After several weeks, which is what the TV programs told them, they thought they’d have a great dog with good behaviors. They quit using the TV show’s methods when the dog got worse instead of better.

To this day when they have company, no one can look at the dog at all. If their eyes happen on the dog, they reach to pet, speak to or try to come into the house, the dog attacks. This young family doesn’t want to put him down because he is pretty good with the Mom, who adopted the dog, and pretty good with the Dad. The children have to completely ignore the dog to be in the same house with him. When he warms up to them, then they can carefully pet him until the next time they come into the house.

These are the stories I’ve been hearing from people who use the show’s methods to train or change their dogs’ behavior. They are creating biting dogs when they only hoped to do the right thing for the dog.

I gave them some ideas to keep everyone safe and strongly suggested that they find professional positive training. I hope they take my advice and get some help. The dog has already bitten and means to bite again when he attacks. If they stay in touch with me, I’ll share the end of the story with you.
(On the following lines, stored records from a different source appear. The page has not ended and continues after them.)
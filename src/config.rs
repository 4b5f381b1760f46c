/// External configuration loader.
///
/// Reads `config.toml` from the executable's directory (or CWD).
/// Falls back to sensible defaults if the file is missing or incomplete.

use serde::Deserialize;
use std::path::PathBuf;

// ── Public Config Structs ──

#[derive(Clone, Debug)]
pub struct GameConfig {
    pub engine: EngineConfig,
    pub levels_dir: PathBuf,
    pub frame_ms: u64,
}

/// Everything the simulation needs to know about speeds and timing.
/// Speeds are pixels per tick call; countdowns are elapsed ticks.
#[derive(Clone, Debug, PartialEq, Eq)]
pub struct EngineConfig {
    pub tile_size: i32,
    pub board_offset_x: i32,
    pub board_offset_y: i32,
    pub falling_speed: i32,
    pub cursor_move_speed: i32,
    pub horiz_mover_speed: i32,
    pub vert_mover_speed: i32,
    pub one_way_speed: i32,
    pub mover_countdown: i32,
    pub copy_delay: i32,
    pub swap_delay: i32,
    pub brick_die_ticks: i32,
}

impl EngineConfig {
    #[inline]
    pub fn pixel_x(&self, x: i32) -> i32 {
        x * self.tile_size + self.board_offset_x
    }

    #[inline]
    pub fn pixel_y(&self, y: i32) -> i32 {
        y * self.tile_size + self.board_offset_y
    }
}

impl Default for EngineConfig {
    fn default() -> Self {
        TomlEngine::default().into()
    }
}

// ── TOML Schema (with serde defaults) ──

#[derive(Deserialize, Debug, Default)]
struct TomlConfig {
    #[serde(default)]
    engine: TomlEngine,
    #[serde(default)]
    general: TomlGeneral,
}

#[derive(Deserialize, Debug)]
struct TomlEngine {
    #[serde(default = "default_tile_size")]
    tile_size: i32,
    #[serde(default)]
    board_offset_x: i32,
    #[serde(default)]
    board_offset_y: i32,
    #[serde(default = "default_falling_speed")]
    falling_speed: i32,
    #[serde(default = "default_cursor_speed")]
    cursor_move_speed: i32,
    #[serde(default = "default_mover_speed")]
    horiz_mover_speed: i32,
    #[serde(default = "default_mover_speed")]
    vert_mover_speed: i32,
    #[serde(default = "default_one_way_speed")]
    one_way_speed: i32,
    #[serde(default = "default_mover_countdown")]
    mover_countdown: i32,
    #[serde(default = "default_trigger_delay")]
    copy_delay: i32,
    #[serde(default = "default_trigger_delay")]
    swap_delay: i32,
    #[serde(default = "default_die_ticks")]
    brick_die_ticks: i32,
}

#[derive(Deserialize, Debug)]
struct TomlGeneral {
    #[serde(default = "default_levels_dir")]
    levels_dir: String,
    #[serde(default = "default_frame_ms")]
    frame_ms: u64,
}

// ── Defaults ──

fn default_tile_size() -> i32 { 20 }
fn default_falling_speed() -> i32 { 4 }
fn default_cursor_speed() -> i32 { 4 }
fn default_mover_speed() -> i32 { 1 }
fn default_one_way_speed() -> i32 { 2 }
fn default_mover_countdown() -> i32 { 2000 }
fn default_trigger_delay() -> i32 { 500 }
fn default_die_ticks() -> i32 { 500 }
fn default_levels_dir() -> String { "levels".into() }
fn default_frame_ms() -> u64 { 16 }

impl Default for TomlEngine {
    fn default() -> Self {
        TomlEngine {
            tile_size: default_tile_size(),
            board_offset_x: 0,
            board_offset_y: 0,
            falling_speed: default_falling_speed(),
            cursor_move_speed: default_cursor_speed(),
            horiz_mover_speed: default_mover_speed(),
            vert_mover_speed: default_mover_speed(),
            one_way_speed: default_one_way_speed(),
            mover_countdown: default_mover_countdown(),
            copy_delay: default_trigger_delay(),
            swap_delay: default_trigger_delay(),
            brick_die_ticks: default_die_ticks(),
        }
    }
}

impl Default for TomlGeneral {
    fn default() -> Self {
        TomlGeneral {
            levels_dir: default_levels_dir(),
            frame_ms: default_frame_ms(),
        }
    }
}

impl From<TomlEngine> for EngineConfig {
    fn from(t: TomlEngine) -> Self {
        EngineConfig {
            tile_size: t.tile_size.max(1),
            board_offset_x: t.board_offset_x,
            board_offset_y: t.board_offset_y,
            falling_speed: t.falling_speed.max(1),
            cursor_move_speed: t.cursor_move_speed.max(1),
            horiz_mover_speed: t.horiz_mover_speed.max(1),
            vert_mover_speed: t.vert_mover_speed.max(1),
            one_way_speed: t.one_way_speed.max(1),
            mover_countdown: t.mover_countdown,
            copy_delay: t.copy_delay,
            swap_delay: t.swap_delay,
            brick_die_ticks: t.brick_die_ticks,
        }
    }
}

// ── Loading ──

impl GameConfig {
    /// Load config from `config.toml`.
    /// Search order: (1) exe directory, (2) current working directory.
    /// Missing file or missing keys gracefully fall back to defaults.
    pub fn load() -> Self {
        let search_dirs = candidate_dirs();
        let toml_cfg = load_toml(&search_dirs);
        Self::resolve(toml_cfg, &search_dirs)
    }

    fn resolve(toml_cfg: TomlConfig, search_dirs: &[PathBuf]) -> Self {
        let levels_dir_str = &toml_cfg.general.levels_dir;
        let levels_dir = if PathBuf::from(levels_dir_str).is_absolute() {
            PathBuf::from(levels_dir_str)
        } else {
            search_dirs.iter()
                .map(|d| d.join(levels_dir_str))
                .find(|p| p.is_dir())
                .unwrap_or_else(|| PathBuf::from(levels_dir_str))
        };

        GameConfig {
            engine: toml_cfg.engine.into(),
            levels_dir,
            frame_ms: toml_cfg.general.frame_ms.max(1),
        }
    }
}

/// Candidate directories to search: exe dir + CWD + XDG data dir (deduplicated).
fn candidate_dirs() -> Vec<PathBuf> {
    let mut dirs = vec![];

    if let Ok(exe) = std::env::current_exe() {
        let resolved = exe.canonicalize().unwrap_or(exe);
        if let Some(parent) = resolved.parent() {
            dirs.push(parent.to_path_buf());
        }
    }

    if let Ok(cwd) = std::env::current_dir() {
        if !dirs.iter().any(|d| d == &cwd) {
            dirs.push(cwd);
        }
    }

    if let Ok(home) = std::env::var("HOME") {
        let xdg = PathBuf::from(&home).join(".local/share/tilefall");
        if xdg.is_dir() && !dirs.iter().any(|d| d == &xdg) {
            dirs.push(xdg);
        }
    }

    if dirs.is_empty() {
        dirs.push(PathBuf::from("."));
    }

    dirs
}

/// Search for config.toml in candidate directories.
fn load_toml(search_dirs: &[PathBuf]) -> TomlConfig {
    for dir in search_dirs {
        let path = dir.join("config.toml");
        if path.exists() {
            match std::fs::read_to_string(&path) {
                Ok(text) => return parse_toml(&text),
                Err(e) => {
                    tracing::warn!("could not read {}: {e}", path.display());
                }
            }
        }
    }
    TomlConfig::default()
}

fn parse_toml(text: &str) -> TomlConfig {
    match toml::from_str::<TomlConfig>(text) {
        Ok(cfg) => cfg,
        Err(e) => {
            tracing::warn!("config.toml parse error, using default settings: {e}");
            TomlConfig::default()
        }
    }
}

#[cfg(test)]
mod tests {
    use super::*;

    #[test]
    fn missing_keys_fall_back_to_defaults() {
        let cfg = parse_toml("[engine]\nfalling_speed = 5\n");
        let engine: EngineConfig = cfg.engine.into();
        assert_eq!(engine.falling_speed, 5);
        assert_eq!(engine.tile_size, 20);
        assert_eq!(engine.mover_countdown, 2000);
        assert_eq!(cfg.general.levels_dir, "levels");
    }

    #[test]
    fn broken_toml_uses_defaults() {
        let cfg = parse_toml("[engine\nfalling_speed = ");
        let engine: EngineConfig = cfg.engine.into();
        assert_eq!(engine, EngineConfig::default());
    }

    #[test]
    fn speeds_are_never_zero() {
        let cfg = parse_toml("[engine]\nfalling_speed = 0\ntile_size = 0\n");
        let engine: EngineConfig = cfg.engine.into();
        assert_eq!(engine.falling_speed, 1);
        assert_eq!(engine.tile_size, 1);
    }

    #[test]
    fn pixel_mapping_uses_offset() {
        let mut engine = EngineConfig::default();
        engine.board_offset_x = 7;
        engine.board_offset_y = -3;
        assert_eq!(engine.pixel_x(2), 47);
        assert_eq!(engine.pixel_y(1), 17);
    }
}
The TV show warns and warns against trying the methods at home because partly, I believe, the training you see on TV is not complete. What you see on TV is not all there is to it. If you are having behavioral problems with your dog, please find a positive trainer and get them to help you. Even some of the worst dogs have been turned around with positive training. The best thing? The positive training is more likely to stick with the dog. The old traditional training may change things for the short time while someone strong and unafraid is in the room, but it probably won’t last. I have noticed on the new episodes that even Cesar is saying that this is not magic, it takes time and effort. I’m happy to see that no episode this season has ended by claiming a cure like in the past several years of shows.

The ironic part of this story is that I just watched a new The Dog Whisperer on TV. Cesar was dealing with this same problem only with a bulldog, not a terrier. The problem with the terrier was created with the old episodes of the program and “fixed” with a disclaimer that the bulldog was not “cured” in the new episode. The dog on the new TV episode will probably always be scarred but at least they are managing his biting now. There were a few stitches in faces shown on this new episode. It just doesn’t have to be that way.

[If you saw this new episode, you saw one of our SitStay Service and Therapy Dog Vests being used for the series, the vest is on backwards but that's not the part you should notice. Cesar had a warning embroidered on the vest that said don't touch or look at this dog. That did help warn people to stay away so the dog would not bite them.]